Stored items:
• • • • •

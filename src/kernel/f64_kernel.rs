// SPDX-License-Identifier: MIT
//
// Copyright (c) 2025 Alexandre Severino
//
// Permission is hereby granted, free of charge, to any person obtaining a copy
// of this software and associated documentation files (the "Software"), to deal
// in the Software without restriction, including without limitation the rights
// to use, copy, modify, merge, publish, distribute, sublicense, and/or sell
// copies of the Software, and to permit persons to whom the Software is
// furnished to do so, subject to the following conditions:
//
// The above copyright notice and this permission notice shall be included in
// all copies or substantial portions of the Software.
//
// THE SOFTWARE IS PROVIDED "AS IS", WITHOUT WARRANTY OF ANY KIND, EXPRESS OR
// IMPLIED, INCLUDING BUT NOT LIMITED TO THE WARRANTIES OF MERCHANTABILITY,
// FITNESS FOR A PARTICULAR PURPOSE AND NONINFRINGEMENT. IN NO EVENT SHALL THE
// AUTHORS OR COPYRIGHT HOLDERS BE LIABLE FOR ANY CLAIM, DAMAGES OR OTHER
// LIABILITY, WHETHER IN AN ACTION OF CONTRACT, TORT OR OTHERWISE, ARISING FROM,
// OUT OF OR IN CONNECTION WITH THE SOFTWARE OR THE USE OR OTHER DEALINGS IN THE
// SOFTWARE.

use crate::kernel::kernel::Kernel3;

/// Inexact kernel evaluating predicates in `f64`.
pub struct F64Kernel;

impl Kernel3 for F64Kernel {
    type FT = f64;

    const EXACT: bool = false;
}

• • • • •

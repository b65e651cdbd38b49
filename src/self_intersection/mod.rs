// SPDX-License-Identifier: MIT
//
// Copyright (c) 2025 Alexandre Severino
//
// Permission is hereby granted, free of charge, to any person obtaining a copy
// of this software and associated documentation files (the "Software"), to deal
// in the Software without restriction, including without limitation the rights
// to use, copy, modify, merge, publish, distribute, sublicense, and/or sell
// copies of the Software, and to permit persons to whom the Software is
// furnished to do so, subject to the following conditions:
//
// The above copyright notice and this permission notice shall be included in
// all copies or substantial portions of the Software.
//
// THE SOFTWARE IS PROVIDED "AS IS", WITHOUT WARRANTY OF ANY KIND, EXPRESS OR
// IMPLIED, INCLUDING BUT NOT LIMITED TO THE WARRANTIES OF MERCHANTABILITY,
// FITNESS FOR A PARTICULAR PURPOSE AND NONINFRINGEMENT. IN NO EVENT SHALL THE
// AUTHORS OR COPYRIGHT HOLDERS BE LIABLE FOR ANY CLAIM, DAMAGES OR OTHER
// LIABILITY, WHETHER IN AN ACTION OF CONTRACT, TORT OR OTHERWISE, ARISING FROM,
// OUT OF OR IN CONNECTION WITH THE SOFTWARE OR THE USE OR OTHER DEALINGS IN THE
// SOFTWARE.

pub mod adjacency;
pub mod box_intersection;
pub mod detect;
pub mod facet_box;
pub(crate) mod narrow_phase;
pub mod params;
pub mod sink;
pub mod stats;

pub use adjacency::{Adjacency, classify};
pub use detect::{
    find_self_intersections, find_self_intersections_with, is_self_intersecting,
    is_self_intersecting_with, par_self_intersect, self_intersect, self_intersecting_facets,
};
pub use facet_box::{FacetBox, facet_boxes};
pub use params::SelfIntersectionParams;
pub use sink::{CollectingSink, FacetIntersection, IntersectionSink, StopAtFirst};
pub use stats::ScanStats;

• • • • •

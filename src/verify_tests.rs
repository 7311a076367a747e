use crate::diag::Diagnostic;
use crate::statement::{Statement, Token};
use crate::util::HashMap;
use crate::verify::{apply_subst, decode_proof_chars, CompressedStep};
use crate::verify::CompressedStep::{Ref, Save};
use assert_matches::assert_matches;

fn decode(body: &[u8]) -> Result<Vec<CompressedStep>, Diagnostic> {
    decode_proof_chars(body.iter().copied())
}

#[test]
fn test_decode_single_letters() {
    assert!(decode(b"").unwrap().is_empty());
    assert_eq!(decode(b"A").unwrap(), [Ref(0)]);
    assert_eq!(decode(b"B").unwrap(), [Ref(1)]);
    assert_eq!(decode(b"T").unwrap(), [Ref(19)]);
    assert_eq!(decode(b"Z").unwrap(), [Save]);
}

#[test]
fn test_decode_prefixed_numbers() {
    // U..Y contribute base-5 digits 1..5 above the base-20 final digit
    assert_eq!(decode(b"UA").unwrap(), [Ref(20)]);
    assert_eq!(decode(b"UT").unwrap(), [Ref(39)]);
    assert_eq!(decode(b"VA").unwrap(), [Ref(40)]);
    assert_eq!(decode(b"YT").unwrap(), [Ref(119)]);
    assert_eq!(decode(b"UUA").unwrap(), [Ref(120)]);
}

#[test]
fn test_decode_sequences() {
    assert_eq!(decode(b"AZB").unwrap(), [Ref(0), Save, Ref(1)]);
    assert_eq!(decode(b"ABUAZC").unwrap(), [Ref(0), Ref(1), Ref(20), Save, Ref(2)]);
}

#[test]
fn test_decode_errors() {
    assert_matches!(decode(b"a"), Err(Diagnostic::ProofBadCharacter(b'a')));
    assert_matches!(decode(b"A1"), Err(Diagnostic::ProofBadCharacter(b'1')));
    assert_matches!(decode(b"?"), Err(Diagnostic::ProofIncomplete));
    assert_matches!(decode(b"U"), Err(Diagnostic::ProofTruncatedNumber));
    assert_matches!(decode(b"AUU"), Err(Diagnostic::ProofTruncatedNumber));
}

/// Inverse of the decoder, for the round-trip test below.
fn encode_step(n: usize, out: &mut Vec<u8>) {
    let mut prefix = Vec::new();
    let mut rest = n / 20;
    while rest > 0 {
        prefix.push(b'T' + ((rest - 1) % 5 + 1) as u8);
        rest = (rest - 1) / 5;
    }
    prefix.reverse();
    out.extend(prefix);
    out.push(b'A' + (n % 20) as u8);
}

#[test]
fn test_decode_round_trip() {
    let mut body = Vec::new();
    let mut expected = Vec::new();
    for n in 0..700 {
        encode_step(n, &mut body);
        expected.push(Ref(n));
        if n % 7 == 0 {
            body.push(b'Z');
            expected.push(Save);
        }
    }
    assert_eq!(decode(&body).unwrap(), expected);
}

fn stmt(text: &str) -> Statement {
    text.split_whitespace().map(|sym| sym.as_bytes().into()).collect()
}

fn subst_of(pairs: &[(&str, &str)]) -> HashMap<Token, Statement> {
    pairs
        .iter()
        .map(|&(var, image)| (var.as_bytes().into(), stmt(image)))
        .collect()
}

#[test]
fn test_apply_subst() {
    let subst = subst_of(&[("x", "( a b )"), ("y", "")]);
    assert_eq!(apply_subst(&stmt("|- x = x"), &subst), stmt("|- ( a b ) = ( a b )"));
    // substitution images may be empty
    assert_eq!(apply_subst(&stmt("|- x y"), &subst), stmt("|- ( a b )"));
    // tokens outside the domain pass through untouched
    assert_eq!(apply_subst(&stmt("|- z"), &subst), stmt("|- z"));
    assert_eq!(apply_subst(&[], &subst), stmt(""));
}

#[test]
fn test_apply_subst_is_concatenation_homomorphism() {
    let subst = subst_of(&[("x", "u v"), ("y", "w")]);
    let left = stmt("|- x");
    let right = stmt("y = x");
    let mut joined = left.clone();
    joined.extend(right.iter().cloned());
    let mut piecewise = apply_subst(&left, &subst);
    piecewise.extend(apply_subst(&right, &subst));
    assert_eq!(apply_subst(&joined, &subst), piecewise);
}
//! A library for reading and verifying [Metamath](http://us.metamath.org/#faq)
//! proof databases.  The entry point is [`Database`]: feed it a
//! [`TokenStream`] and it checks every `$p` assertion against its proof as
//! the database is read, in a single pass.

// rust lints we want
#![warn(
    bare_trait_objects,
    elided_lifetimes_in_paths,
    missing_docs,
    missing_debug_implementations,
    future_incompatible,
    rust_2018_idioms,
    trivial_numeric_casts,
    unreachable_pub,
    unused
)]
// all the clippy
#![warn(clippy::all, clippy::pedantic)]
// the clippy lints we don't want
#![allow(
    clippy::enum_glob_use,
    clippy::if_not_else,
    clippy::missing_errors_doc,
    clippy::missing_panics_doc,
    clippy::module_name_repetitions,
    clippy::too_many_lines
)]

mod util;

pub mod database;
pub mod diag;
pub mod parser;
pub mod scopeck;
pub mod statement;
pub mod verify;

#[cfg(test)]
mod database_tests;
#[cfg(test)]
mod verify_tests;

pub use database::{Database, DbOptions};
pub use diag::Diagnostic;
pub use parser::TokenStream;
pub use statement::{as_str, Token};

• • • • •

TASK DIRECTIONS:
Of the lines above, show those in which "filename" appears.

ANSWER TO THIS PROBLEM:
filename src/kernel/f64_kernel.rs
filename src/self_intersection/mod.rs
filename src/verify_tests.rs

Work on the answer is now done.